Jose Sebastian, Muh-Ching Yee, Willian Goudinho Viana, Rubén Rellán-Álvarez, Max Feldman, Henry D. Priest, Charlotte Trontin, Tak Lee, Hui Jiang, Ivan Baxter, Todd C. Mockler, Frank Hochholdinger, Thomas P. Brutnell, and José R. Dinneny

Significance

Grasses, whose members constitute key food and bioenergy crops worldwide, use unique developmental programs to establish the root system from the shoot. Shoot-borne crown roots originate near the soil surface and provide the main conduits through which the plant takes up water and nutrients. We show that crown root development is the major target of drought stress signaling. Water deficit-triggered crown root arrest provides an important mechanism to conserve water under drought, and this response is widely conserved across grass species. Substantial phenotypic variation exists in maize for this trait, which may be a useful target in breeding efforts to improve drought tolerance.

Abstract

Many important crops are members of the Poaceae family, which develop root systems characterized by a high degree of root initiation from the belowground basal nodes of the shoot, termed the crown. Although this postembryonic shoot-borne root system represents the major conduit for water uptake, little is known about the effect of water availability on its development. Here we demonstrate that in the model C4 grass Setaria viridis, the crown locally senses water availability and suppresses postemergence crown root growth under a water deficit. This response was observed in field and growth room environments and in all grass species tested. Luminescence-based imaging of root systems grown in soil-like media revealed a shift in root growth from crown-derived to primary root-derived branches, suggesting that primary root-dominated architecture can be induced in S. viridis under certain stress conditions. Crown roots of Zea mays and Setaria italica, domesticated relatives of teosinte and S. viridis, respectively, show reduced sensitivity to water deficit, suggesting that this response might have been influenced by human selection.
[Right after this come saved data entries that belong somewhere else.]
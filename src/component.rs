// Copyright 2024 Saptak Santra
//
// Licensed under the Apache License, Version 2.0 (the "License");
// you may not use this file except in compliance with the License.
// You may obtain a copy of the License at
//
//     http://www.apache.org/licenses/LICENSE-2.0
//
// Unless required by applicable law or agreed to in writing, software
// distributed under the License is distributed on an "AS IS" BASIS,
// WITHOUT WARRANTIES OR CONDITIONS OF ANY KIND, either express or implied.
// See the License for the specific language governing permissions and
// limitations under the License.

//! Component trait and component ID registry
//!
//! Components are data attached to entities. Every component type gets a
//! stable numeric ID the first time it is requested; that ID is the bit
//! position in entity masks and the slot index of the type's container.

use std::any::TypeId;
use std::fmt;
use std::sync::Arc;

use parking_lot::RwLock;

use crate::bitmask::MAX_COMPONENTS;
use crate::error::{EcsError, Result};

/// Marker trait for components
///
/// Components must be 'static and cloneable: duplication and scene cloning
/// copy values with the type's own `Clone`.
pub trait Component: 'static + Send + Sync + Clone {}

/// Automatically implement Component for all valid types
impl<T: 'static + Send + Sync + Clone> Component for T {}

/// Stable component type ID (bit position / container slot)
#[derive(Debug, Clone, Copy, PartialEq, Eq, Hash, PartialOrd, Ord)]
pub struct ComponentId(pub u32);

impl ComponentId {
    #[inline]
    pub fn index(self) -> usize {
        self.0 as usize
    }
}

impl fmt::Display for ComponentId {
    fn fmt(&self, f: &mut fmt::Formatter<'_>) -> fmt::Result {
        write!(f, "#{}", self.0)
    }
}

#[derive(Debug, Clone)]
struct Registration {
    type_id: TypeId,
    type_name: &'static str,
}

/// Assigns component IDs in first-seen order.
///
/// IDs are never reused or renumbered while the manager lives.
#[derive(Debug, Clone, Default)]
pub struct ComponentManager {
    registry: Vec<Registration>,
}

/// Component manager shared between a scene, its entity manager and any
/// scene cloned from it, so all of them agree on IDs.
pub type SharedComponentManager = Arc<RwLock<ComponentManager>>;

impl ComponentManager {
    pub fn new() -> Self {
        Self::default()
    }

    pub fn shared() -> SharedComponentManager {
        Arc::new(RwLock::new(Self::new()))
    }

    /// Get the ID for `T`, allocating the next one on first sight.
    pub fn id<T: Component>(&mut self) -> Result<ComponentId> {
        self.id_by_type(TypeId::of::<T>(), std::any::type_name::<T>())
    }

    /// Same as [`ComponentManager::id`] for an already-erased type token.
    pub fn id_by_type(&mut self, type_id: TypeId, type_name: &'static str) -> Result<ComponentId> {
        if let Some(id) = self.lookup_by_type(type_id) {
            return Ok(id);
        }

        if self.registry.len() >= MAX_COMPONENTS {
            return Err(EcsError::ComponentLimitReached(MAX_COMPONENTS));
        }

        self.registry.push(Registration { type_id, type_name });
        let id = ComponentId((self.registry.len() - 1) as u32);
        tracing::trace!(component = type_name, id = id.0, "registered component type");
        Ok(id)
    }

    /// Get the ID for `T` without allocating one.
    pub fn lookup<T: Component>(&self) -> Option<ComponentId> {
        self.lookup_by_type(TypeId::of::<T>())
    }

    /// Linear scan; the registry never exceeds [`MAX_COMPONENTS`] entries.
    pub fn lookup_by_type(&self, type_id: TypeId) -> Option<ComponentId> {
        self.registry
            .iter()
            .position(|reg| reg.type_id == type_id)
            .map(|pos| ComponentId(pos as u32))
    }

    pub fn type_name(&self, id: ComponentId) -> Option<&'static str> {
        self.registry.get(id.index()).map(|reg| reg.type_name)
    }

    pub fn len(&self) -> usize {
        self.registry.len()
    }

    pub fn is_empty(&self) -> bool {
        self.registry.is_empty()
    }
}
Enhanced water status of maize mutants lacking crown roots suggests that under a water deficit, stronger suppression of crown roots actually may benefit crop productivity.

 

See: http://www.pnas.org/content/113/31/8861.abstract.html?etoc

PNAS August 2, 2016; vol.113; no.31: 8861–8866

 

Fig. 1.

Crown root growth is suppressed in S. viridis as a response to WD. (A) Comparison of whole-root systems of S. viridis grown under WW and WD conditions (30 DAS). (B) Comparison of crown regions of WW- and WD-treated S. viridis plants (25 DAS). (C) Magnified image of WD-treated S. viridis crown region showing the presence of arrested crown roots. (D) Comparison of plant dry weight under WW and WD conditions (34 DAS; n = 15–20 plants per condition). (E) Number of arrested and outgrown crown roots under WW and WD conditions (41 DAS; n = 10–15 plants per condition). (F) Crown root response to WD treatment in 18 S. viridis accessions (40 DAS; n = 5–10 plants per accession). (G) Number of leaves and crown roots quantified in field-grown plants under WW and WD conditions. Data are an average of results from six subplot replicates (n = 120–130 plants per treatment). (H) Time-lapse images of the crown region of a WD-treated plant after rewatering. Labels indicate time after rewatering. Image series shows rapid emergence and elongation of new roots from the crown, whereas previously emerged roots remain arrested. (I) Quantification of outgrown and arrested crown root formation in plants grown under WW (Left), WD (Center), or WD followed by rewatering (Rewatered, Right) (n = 25 plants). Plants in the rewatered condition were WD-treated until the 14th DAS and then rewatered. (Scale bars: 1 cm in A and B, 1.5 mm in C and H.) *P < 0.05, Student’s t test. Error bars represent SE.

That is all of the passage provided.